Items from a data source
---+---

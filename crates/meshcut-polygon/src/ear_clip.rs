//! Ear clipping for simple counter-clockwise polygons.

use meshcut_core::{MeshCutError, Result};
use meshcut_math::Point2;
use tracing::trace;

use crate::predicates::{orient, point_in_triangle};

/// Triangulate a simple counter-clockwise polygon by repeatedly clipping ears.
///
/// The polygon may contain repeated points from hole bridges. An ear at `b`
/// with neighbours `a` and `c` is strictly convex and contains no other
/// polygon point, counting its edges but not points equal to `a`, `b` or `c`.
/// After each clip the search restarts from the first vertex.
///
/// When a full pass finds no convex ear, a flat one (`a`, `b`, `c` collinear)
/// is accepted instead: `b` is removed without emitting a triangle, so the
/// output never holds zero-area triangles.
///
/// Fails with [`MeshCutError::TriangulationFailed`] if a full pass finds no
/// ear of either kind while three or more vertices remain.
pub fn ear_clip(polygon: &[Point2]) -> Result<Vec<[Point2; 3]>> {
    let mut points = polygon.to_vec();
    let mut triangles = Vec::with_capacity(points.len().saturating_sub(2));

    let mut index = 0;
    let mut allow_flat = false;
    while points.len() >= 3 && index < points.len() {
        let n = points.len();
        let a = points[index];
        let b = points[(index + 1) % n];
        let c = points[(index + 2) % n];

        if is_ear(&points, a, b, c, allow_flat) {
            if orient(a, b, c) > 0.0 {
                triangles.push([a, b, c]);
            } else {
                trace!(remaining = n, "dropped flat ear");
            }
            points.remove((index + 1) % n);
            index = 0;
            allow_flat = false;
        } else {
            index += 1;
            if index == points.len() && !allow_flat {
                index = 0;
                allow_flat = true;
            }
        }
    }

    if points.len() >= 3 {
        return Err(MeshCutError::TriangulationFailed {
            remaining: points.len(),
        });
    }
    trace!(triangles = triangles.len(), "ear clipping finished");
    Ok(triangles)
}

fn is_ear(points: &[Point2], a: Point2, b: Point2, c: Point2, allow_flat: bool) -> bool {
    let turn = orient(a, b, c);
    if a == b || turn < 0.0 || (turn == 0.0 && !allow_flat) {
        return false;
    }
    !points
        .iter()
        .any(|&p| p != a && p != b && p != c && point_in_triangle(p, a, b, c))
}
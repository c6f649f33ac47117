use meshcut_core::traits::BoundingBox;
use meshcut_core::{MeshCutError, Result};
use meshcut_math::{Plane, Point3, Transform, Vector3};
use serde::{Deserialize, Serialize};
use tracing::{info, instrument};

use crate::bend::Bender;
use crate::config::MeshCutConfig;
use crate::mesh::TriangleMesh;
use crate::slice::slice_with_tolerance;

/// Three reference points on a blade, in world space.
#[derive(Debug, Clone, Copy, PartialEq, Serialize, Deserialize)]
pub struct BladePose {
    pub tip: Point3,
    pub base: Point3,
    pub top_center: Point3,
}

impl BladePose {
    pub fn new(tip: Point3, base: Point3, top_center: Point3) -> Self {
        Self {
            tip,
            base,
            top_center,
        }
    }

    /// The blade plane in the local space of an object, oriented so that
    /// [`Side::Positive`](meshcut_math::Side::Positive) is the upper piece.
    ///
    /// The plane passes through the blade tip with normal
    /// `(base - tip) x (base - top_center)`. It is flipped when the tip, in
    /// local coordinates, lies below the origin along `up`.
    pub fn cutting_plane(&self, local_to_world: &Transform, up: Vector3) -> Result<Plane> {
        let world = Plane::from_points(self.tip, self.base, self.top_center)
            .ok_or_else(|| MeshCutError::InvalidPose("blade reference points are collinear".into()))?;
        let local = world
            .to_local(local_to_world)
            .ok_or_else(|| MeshCutError::InvalidPose("object transform is not invertible".into()))?;
        Ok(if up.dot(local.origin) < 0.0 {
            local.flipped()
        } else {
            local
        })
    }
}

/// Both pieces of a session slice, each moved so its bounds are centered on
/// its local origin.
#[derive(Debug, Clone)]
pub struct SessionSlice {
    pub positive: TriangleMesh,
    pub negative: TriangleMesh,
    /// Add to the sliced object's position to place the positive piece.
    pub positive_offset: Vector3,
    /// Add to the sliced object's position to place the negative piece.
    pub negative_offset: Vector3,
    /// The plane the mesh was cut with, in the mesh's original local space.
    pub plane: Plane,
}

/// Explicit slicing context: configuration plus a running count of
/// successful slices.
#[derive(Debug, Clone, Default)]
pub struct SliceSession {
    config: MeshCutConfig,
    total_slices: usize,
}

impl SliceSession {
    pub fn new(config: MeshCutConfig) -> Self {
        Self {
            config,
            total_slices: 0,
        }
    }

    pub fn config(&self) -> &MeshCutConfig {
        &self.config
    }

    pub fn total_slices(&self) -> usize {
        self.total_slices
    }

    /// Slice `mesh` and recenter both pieces. Failed slices are not counted.
    #[instrument(skip(self, mesh), fields(triangles = mesh.triangle_count()))]
    pub fn slice(&mut self, mesh: &TriangleMesh, plane: &Plane) -> Result<SessionSlice> {
        let sliced = slice_with_tolerance(plane, mesh, self.config.slice, self.config.tolerance)?;
        let (mut positive, mut negative) = sliced.into_parts();
        let positive_offset = positive.recenter();
        let negative_offset = negative.recenter();

        self.total_slices += 1;
        info!(total = self.total_slices, "slice complete");
        Ok(SessionSlice {
            positive,
            negative,
            positive_offset,
            negative_offset,
            plane: *plane,
        })
    }

    /// Slice `mesh`, owned by an object with the given transform, with a blade.
    pub fn slice_with_blade(
        &mut self,
        mesh: &TriangleMesh,
        blade: &BladePose,
        local_to_world: &Transform,
    ) -> Result<SessionSlice> {
        let plane = blade.cutting_plane(local_to_world, self.config.up)?;
        self.slice(mesh, &plane)
    }

    /// Curl set up for the positive piece of `piece`, rolling along the cut
    /// normal with parameters from the configured bend profile.
    pub fn prepare_bender(&self, piece: &SessionSlice) -> Bender {
        let params = self.config.bend.parameters_for(
            &piece.positive.bounding_box(),
            self.config.up,
            piece.plane.normal,
        );
        Bender::new(piece.positive.positions.clone(), params)
    }
}

#[cfg(test)]
mod tests {
    use super::*;
    use glam::dvec3;
    use meshcut_math::DVec3;

    #[test]
    fn test_blade_plane_orientation() {
        // blade lying in the plane x = 0
        let blade = BladePose::new(dvec3(0.0, 1.0, 0.0), dvec3(0.0, 1.0, 1.0), dvec3(0.0, 2.0, 0.5));
        let plane = blade.cutting_plane(&Transform::identity(), Vector3::Y).unwrap();
        assert!(plane.normal.x.abs() > 0.999);
        assert!(plane.signed_distance(dvec3(0.0, 5.0, 3.0)).abs() < 1e-12);
    }

    #[test]
    fn test_blade_plane_flips_below_up() {
        let blade = BladePose::new(dvec3(0.0, -1.0, 0.0), dvec3(0.0, -1.0, 1.0), dvec3(0.0, 0.0, 0.5));
        let above = BladePose::new(dvec3(0.0, 1.0, 0.0), dvec3(0.0, 1.0, 1.0), dvec3(0.0, 2.0, 0.5));
        let below_plane = blade.cutting_plane(&Transform::identity(), Vector3::Y).unwrap();
        let above_plane = above.cutting_plane(&Transform::identity(), Vector3::Y).unwrap();
        assert!((below_plane.normal + above_plane.normal).length() < 1e-12);
    }

    #[test]
    fn test_blade_plane_in_local_space() {
        let blade = BladePose::new(dvec3(10.0, 1.0, 0.0), dvec3(10.0, 1.0, 1.0), dvec3(10.0, 2.0, 0.5));
        let object = Transform::from_translation(dvec3(10.0, 0.0, 0.0));
        let plane = blade.cutting_plane(&object, Vector3::Y).unwrap();
        // world x = 10 is local x = 0
        assert!(plane.signed_distance(DVec3::ZERO).abs() < 1e-12);
    }

    #[test]
    fn test_collinear_blade_is_rejected() {
        let blade = BladePose::new(DVec3::ZERO, DVec3::X, dvec3(2.0, 0.0, 0.0));
        assert!(matches!(
            blade.cutting_plane(&Transform::identity(), Vector3::Y),
            Err(MeshCutError::InvalidPose(_))
        ));
    }

    #[test]
    fn test_session_counts_and_recenters() {
        let mut session = SliceSession::default();
        let cube = TriangleMesh::cuboid(dvec3(0.0, 0.0, 0.0), DVec3::ONE);
        let piece = session.slice(&cube, &Plane::yz()).unwrap();
        assert_eq!(session.total_slices(), 1);
        assert!((piece.positive_offset - dvec3(0.25, 0.0, 0.0)).length() < 1e-12);
        assert!((piece.negative_offset - dvec3(-0.25, 0.0, 0.0)).length() < 1e-12);
        assert!(piece.positive.bounding_box().center().length() < 1e-12);

        let bender = session.prepare_bender(&piece);
        assert_eq!(bender.rest().len(), piece.positive.vertex_count());
        assert!((bender.params().mesh_top - 1.0).abs() < 1e-12);
        assert!((bender.params().roll_offset - 0.25).abs() < 1e-12);
        assert_eq!(bender.params().axis(), Vector3::NEG_Z);
    }

    #[test]
    fn test_failed_slice_is_not_counted() {
        let mut session = SliceSession::default();
        let mut broken = TriangleMesh::cuboid(DVec3::ZERO, DVec3::ONE);
        broken.indices.pop();
        assert!(session.slice(&broken, &Plane::xy()).is_err());
        assert_eq!(session.total_slices(), 0);
    }
}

---+---

→ **EXERCISE INSTRUCTIONS**
Extract each line holding the word "flipped" from the records.

→ **YOUR RESPONSE**
    /// `(base - tip) x (base - top_center)`. It is flipped when the tip, in
            local.flipped()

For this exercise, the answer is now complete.